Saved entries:
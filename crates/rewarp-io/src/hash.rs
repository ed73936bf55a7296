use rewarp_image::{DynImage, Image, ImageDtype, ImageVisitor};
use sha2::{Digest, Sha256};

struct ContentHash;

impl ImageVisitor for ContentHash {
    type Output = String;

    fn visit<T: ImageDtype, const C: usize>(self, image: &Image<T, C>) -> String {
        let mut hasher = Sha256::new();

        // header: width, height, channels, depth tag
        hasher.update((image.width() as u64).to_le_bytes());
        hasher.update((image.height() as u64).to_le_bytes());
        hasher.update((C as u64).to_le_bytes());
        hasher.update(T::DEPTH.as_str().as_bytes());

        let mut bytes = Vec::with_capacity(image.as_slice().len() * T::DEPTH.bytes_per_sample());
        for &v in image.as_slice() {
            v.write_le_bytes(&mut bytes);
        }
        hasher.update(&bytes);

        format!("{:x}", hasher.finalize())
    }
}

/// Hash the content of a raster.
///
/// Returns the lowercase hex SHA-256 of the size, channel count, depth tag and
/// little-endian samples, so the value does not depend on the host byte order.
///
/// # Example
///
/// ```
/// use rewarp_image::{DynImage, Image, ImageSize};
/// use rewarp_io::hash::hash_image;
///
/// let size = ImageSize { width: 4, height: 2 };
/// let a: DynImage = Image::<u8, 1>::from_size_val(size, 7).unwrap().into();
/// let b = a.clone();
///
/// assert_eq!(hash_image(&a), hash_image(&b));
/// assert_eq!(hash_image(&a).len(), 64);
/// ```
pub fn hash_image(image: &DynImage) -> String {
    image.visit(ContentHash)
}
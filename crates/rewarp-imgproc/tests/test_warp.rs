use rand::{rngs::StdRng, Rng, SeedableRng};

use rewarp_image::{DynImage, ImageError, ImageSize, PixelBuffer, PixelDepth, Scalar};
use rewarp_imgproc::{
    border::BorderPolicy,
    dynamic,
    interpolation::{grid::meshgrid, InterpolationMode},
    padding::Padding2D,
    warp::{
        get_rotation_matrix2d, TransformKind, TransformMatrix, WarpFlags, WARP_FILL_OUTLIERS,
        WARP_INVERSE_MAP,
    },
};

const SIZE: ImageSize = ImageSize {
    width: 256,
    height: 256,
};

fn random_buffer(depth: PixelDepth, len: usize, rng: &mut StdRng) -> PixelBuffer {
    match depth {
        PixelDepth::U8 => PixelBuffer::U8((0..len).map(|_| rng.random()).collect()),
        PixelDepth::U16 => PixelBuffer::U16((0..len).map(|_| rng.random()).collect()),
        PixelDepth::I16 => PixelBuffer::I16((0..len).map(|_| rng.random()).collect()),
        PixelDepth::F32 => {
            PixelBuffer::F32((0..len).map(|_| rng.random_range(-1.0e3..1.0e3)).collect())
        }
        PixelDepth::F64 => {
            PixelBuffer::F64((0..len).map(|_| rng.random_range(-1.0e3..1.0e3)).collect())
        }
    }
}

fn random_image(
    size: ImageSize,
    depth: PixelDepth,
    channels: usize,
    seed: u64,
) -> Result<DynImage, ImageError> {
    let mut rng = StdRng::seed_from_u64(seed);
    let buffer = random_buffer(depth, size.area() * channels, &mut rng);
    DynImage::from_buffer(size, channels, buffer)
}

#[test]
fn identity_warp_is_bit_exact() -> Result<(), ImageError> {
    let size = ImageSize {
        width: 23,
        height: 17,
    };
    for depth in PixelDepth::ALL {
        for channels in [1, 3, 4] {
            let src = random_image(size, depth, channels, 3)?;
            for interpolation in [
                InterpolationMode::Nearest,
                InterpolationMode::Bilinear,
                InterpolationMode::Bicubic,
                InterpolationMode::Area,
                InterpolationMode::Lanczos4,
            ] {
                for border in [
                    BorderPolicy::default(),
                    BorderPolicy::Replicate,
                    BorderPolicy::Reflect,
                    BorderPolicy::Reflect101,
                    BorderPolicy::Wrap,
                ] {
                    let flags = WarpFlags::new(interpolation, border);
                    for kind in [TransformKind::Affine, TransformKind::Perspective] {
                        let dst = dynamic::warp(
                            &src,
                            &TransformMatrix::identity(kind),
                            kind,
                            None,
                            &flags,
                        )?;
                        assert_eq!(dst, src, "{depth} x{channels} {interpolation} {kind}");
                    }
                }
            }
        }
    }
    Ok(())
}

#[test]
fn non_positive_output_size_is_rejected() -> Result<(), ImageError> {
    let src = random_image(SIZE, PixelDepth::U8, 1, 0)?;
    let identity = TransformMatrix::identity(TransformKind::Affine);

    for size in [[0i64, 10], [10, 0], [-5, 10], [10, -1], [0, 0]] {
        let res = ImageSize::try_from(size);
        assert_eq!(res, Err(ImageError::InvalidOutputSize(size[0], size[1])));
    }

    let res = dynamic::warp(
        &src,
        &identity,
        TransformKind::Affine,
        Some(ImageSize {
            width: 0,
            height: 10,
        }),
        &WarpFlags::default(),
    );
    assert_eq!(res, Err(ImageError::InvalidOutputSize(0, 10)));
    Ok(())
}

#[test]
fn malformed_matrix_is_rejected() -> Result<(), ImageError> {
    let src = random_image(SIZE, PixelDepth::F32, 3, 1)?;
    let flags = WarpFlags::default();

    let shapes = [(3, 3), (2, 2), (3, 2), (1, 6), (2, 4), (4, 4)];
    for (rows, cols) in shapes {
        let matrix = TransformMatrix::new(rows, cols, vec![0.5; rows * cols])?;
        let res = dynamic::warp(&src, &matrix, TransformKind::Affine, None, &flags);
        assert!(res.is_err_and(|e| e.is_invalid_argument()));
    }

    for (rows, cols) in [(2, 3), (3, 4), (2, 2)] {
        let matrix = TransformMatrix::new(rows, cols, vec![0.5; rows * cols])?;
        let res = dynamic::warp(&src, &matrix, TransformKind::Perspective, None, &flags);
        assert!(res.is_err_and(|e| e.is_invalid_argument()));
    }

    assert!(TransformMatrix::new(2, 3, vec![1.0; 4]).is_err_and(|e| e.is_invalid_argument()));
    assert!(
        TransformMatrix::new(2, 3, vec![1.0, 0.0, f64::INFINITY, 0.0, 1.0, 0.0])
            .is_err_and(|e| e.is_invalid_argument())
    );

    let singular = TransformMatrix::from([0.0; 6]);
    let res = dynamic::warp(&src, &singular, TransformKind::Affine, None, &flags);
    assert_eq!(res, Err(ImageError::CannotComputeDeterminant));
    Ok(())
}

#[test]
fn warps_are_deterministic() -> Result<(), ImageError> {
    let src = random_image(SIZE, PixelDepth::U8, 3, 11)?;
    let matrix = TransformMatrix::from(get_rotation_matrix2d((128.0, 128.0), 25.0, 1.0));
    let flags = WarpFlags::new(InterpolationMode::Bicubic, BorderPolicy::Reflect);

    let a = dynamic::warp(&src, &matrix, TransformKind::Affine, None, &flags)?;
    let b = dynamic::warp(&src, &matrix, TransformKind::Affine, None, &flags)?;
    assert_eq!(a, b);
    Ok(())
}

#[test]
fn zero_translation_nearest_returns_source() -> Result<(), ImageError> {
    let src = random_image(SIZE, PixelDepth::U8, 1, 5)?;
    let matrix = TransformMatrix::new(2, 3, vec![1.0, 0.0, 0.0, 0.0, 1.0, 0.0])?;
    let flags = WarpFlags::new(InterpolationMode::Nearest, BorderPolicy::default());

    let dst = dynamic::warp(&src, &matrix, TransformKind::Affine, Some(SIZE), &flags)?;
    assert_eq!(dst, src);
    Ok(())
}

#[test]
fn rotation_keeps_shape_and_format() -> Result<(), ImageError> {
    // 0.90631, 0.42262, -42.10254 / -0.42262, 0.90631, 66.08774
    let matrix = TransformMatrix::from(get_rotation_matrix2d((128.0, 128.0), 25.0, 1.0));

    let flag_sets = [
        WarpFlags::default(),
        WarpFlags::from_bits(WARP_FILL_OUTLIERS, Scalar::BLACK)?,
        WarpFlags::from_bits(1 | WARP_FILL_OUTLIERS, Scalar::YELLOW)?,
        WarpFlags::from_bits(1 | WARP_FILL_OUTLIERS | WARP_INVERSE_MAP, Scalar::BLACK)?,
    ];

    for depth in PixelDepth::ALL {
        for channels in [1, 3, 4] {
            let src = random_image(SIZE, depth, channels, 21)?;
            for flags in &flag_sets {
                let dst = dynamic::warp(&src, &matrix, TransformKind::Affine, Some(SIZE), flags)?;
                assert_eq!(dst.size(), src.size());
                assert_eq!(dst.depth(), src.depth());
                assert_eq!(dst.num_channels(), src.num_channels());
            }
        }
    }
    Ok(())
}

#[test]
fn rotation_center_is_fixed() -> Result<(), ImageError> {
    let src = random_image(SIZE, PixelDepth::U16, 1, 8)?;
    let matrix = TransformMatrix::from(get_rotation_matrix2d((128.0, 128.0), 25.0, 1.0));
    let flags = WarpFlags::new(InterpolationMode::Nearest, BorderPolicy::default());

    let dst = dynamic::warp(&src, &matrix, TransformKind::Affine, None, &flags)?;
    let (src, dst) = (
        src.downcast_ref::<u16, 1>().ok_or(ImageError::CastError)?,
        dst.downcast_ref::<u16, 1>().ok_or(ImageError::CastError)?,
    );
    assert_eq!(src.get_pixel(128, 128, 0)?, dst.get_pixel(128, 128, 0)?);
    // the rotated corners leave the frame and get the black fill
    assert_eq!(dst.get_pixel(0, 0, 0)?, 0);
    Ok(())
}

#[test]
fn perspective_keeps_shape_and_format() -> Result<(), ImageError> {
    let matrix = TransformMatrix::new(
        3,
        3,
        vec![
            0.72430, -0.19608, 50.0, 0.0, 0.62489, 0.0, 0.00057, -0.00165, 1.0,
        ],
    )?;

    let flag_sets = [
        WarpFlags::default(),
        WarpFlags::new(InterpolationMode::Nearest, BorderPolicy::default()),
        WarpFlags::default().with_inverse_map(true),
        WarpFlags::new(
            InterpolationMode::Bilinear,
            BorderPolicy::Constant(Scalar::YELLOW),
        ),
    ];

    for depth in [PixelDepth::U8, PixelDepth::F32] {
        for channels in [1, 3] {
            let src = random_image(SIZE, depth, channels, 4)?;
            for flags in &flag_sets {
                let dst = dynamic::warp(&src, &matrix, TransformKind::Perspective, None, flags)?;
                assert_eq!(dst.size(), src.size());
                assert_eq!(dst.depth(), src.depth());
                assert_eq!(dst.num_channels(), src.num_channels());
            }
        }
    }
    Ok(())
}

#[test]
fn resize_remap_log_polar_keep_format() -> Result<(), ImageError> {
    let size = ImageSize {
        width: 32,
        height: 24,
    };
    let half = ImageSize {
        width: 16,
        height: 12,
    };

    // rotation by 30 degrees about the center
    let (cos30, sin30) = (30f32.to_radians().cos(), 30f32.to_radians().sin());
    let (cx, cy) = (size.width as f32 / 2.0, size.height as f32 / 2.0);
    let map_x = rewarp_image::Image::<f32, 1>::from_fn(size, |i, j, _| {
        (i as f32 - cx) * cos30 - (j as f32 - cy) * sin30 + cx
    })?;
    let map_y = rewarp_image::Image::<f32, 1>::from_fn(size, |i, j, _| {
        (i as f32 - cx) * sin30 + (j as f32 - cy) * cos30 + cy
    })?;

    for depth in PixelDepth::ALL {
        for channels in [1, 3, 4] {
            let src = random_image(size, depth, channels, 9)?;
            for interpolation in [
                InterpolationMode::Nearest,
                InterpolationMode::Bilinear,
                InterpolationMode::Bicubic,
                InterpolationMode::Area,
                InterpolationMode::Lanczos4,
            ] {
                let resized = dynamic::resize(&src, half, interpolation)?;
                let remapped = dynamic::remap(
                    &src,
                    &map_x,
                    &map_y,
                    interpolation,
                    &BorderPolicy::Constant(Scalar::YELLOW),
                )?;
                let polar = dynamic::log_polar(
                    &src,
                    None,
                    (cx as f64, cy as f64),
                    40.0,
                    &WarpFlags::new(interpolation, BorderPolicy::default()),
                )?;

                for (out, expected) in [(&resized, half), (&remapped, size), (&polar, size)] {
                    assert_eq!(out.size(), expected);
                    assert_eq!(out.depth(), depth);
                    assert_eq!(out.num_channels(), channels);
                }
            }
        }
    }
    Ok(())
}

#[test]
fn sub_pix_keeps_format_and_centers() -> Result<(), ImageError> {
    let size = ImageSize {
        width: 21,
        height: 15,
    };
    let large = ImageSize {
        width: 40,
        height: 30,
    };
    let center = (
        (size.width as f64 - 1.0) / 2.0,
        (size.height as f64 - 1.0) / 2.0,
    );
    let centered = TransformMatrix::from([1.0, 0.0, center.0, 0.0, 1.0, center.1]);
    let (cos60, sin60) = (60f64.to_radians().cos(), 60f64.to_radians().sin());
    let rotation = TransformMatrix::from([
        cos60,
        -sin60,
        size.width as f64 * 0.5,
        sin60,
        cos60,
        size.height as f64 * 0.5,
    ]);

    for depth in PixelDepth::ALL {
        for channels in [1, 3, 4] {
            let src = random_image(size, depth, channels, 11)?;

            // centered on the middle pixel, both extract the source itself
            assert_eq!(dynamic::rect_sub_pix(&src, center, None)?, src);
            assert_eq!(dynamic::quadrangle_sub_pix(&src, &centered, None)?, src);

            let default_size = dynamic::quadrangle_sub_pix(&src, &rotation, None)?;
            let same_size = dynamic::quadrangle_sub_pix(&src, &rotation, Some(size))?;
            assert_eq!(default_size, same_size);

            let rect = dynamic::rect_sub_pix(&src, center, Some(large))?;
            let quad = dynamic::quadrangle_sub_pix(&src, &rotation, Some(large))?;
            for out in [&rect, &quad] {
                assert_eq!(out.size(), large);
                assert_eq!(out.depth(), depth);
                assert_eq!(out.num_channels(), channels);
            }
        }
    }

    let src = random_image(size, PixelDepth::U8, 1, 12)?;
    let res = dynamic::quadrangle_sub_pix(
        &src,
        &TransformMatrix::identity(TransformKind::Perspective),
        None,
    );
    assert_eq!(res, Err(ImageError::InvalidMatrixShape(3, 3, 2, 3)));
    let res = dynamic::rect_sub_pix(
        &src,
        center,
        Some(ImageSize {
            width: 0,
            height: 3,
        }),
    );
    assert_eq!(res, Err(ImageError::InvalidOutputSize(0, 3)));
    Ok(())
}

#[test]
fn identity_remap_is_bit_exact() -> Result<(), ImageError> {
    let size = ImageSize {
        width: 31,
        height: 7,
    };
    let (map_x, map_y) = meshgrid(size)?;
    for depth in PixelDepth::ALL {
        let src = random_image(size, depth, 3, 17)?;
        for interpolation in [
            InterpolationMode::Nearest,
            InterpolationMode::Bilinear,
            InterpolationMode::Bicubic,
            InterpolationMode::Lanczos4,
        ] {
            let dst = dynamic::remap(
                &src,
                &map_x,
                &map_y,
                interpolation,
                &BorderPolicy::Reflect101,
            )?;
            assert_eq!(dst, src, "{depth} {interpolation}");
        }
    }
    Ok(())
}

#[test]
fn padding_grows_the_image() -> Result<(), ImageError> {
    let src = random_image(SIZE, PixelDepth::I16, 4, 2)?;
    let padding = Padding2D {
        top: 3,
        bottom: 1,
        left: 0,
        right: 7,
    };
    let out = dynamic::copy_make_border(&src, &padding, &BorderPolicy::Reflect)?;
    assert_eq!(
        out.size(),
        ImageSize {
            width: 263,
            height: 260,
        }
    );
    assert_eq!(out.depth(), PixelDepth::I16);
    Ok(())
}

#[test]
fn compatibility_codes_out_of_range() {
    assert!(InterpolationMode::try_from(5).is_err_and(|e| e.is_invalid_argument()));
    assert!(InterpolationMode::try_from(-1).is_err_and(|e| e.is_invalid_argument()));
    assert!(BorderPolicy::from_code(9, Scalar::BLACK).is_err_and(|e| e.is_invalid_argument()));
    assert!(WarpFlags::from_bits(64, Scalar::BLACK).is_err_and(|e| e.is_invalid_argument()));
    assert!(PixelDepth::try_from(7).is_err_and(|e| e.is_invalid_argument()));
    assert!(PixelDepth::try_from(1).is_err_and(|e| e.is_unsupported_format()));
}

PROBLEM DESCRIPTION:
Using the entries above, repeat only the lines from the one containing "6), (2, 4), (4, 4)];" through the one containing "let src = random_image(SIZE, PixelDepth::U8, 1, 5)?;", end lines included.

SOLUTION TO THIS EXERCISE:
    let shapes = [(3, 3), (2, 2), (3, 2), (1, 6), (2, 4), (4, 4)];
    for (rows, cols) in shapes {
        let matrix = TransformMatrix::new(rows, cols, vec![0.5; rows * cols])?;
        let res = dynamic::warp(&src, &matrix, TransformKind::Affine, None, &flags);
        assert!(res.is_err_and(|e| e.is_invalid_argument()));
    }

    for (rows, cols) in [(2, 3), (3, 4), (2, 2)] {
        let matrix = TransformMatrix::new(rows, cols, vec![0.5; rows * cols])?;
        let res = dynamic::warp(&src, &matrix, TransformKind::Perspective, None, &flags);
        assert!(res.is_err_and(|e| e.is_invalid_argument()));
    }

    assert!(TransformMatrix::new(2, 3, vec![1.0; 4]).is_err_and(|e| e.is_invalid_argument()));
    assert!(
        TransformMatrix::new(2, 3, vec![1.0, 0.0, f64::INFINITY, 0.0, 1.0, 0.0])
            .is_err_and(|e| e.is_invalid_argument())
    );

    let singular = TransformMatrix::from([0.0; 6]);
    let res = dynamic::warp(&src, &singular, TransformKind::Affine, None, &flags);
    assert_eq!(res, Err(ImageError::CannotComputeDeterminant));
    Ok(())
}

#[test]
fn warps_are_deterministic() -> Result<(), ImageError> {
    let src = random_image(SIZE, PixelDepth::U8, 3, 11)?;
    let matrix = TransformMatrix::from(get_rotation_matrix2d((128.0, 128.0), 25.0, 1.0));
    let flags = WarpFlags::new(InterpolationMode::Bicubic, BorderPolicy::Reflect);

    let a = dynamic::warp(&src, &matrix, TransformKind::Affine, None, &flags)?;
    let b = dynamic::warp(&src, &matrix, TransformKind::Affine, None, &flags)?;
    assert_eq!(a, b);
    Ok(())
}

#[test]
fn zero_translation_nearest_returns_source() -> Result<(), ImageError> {
    let src = random_image(SIZE, PixelDepth::U8, 1, 5)?;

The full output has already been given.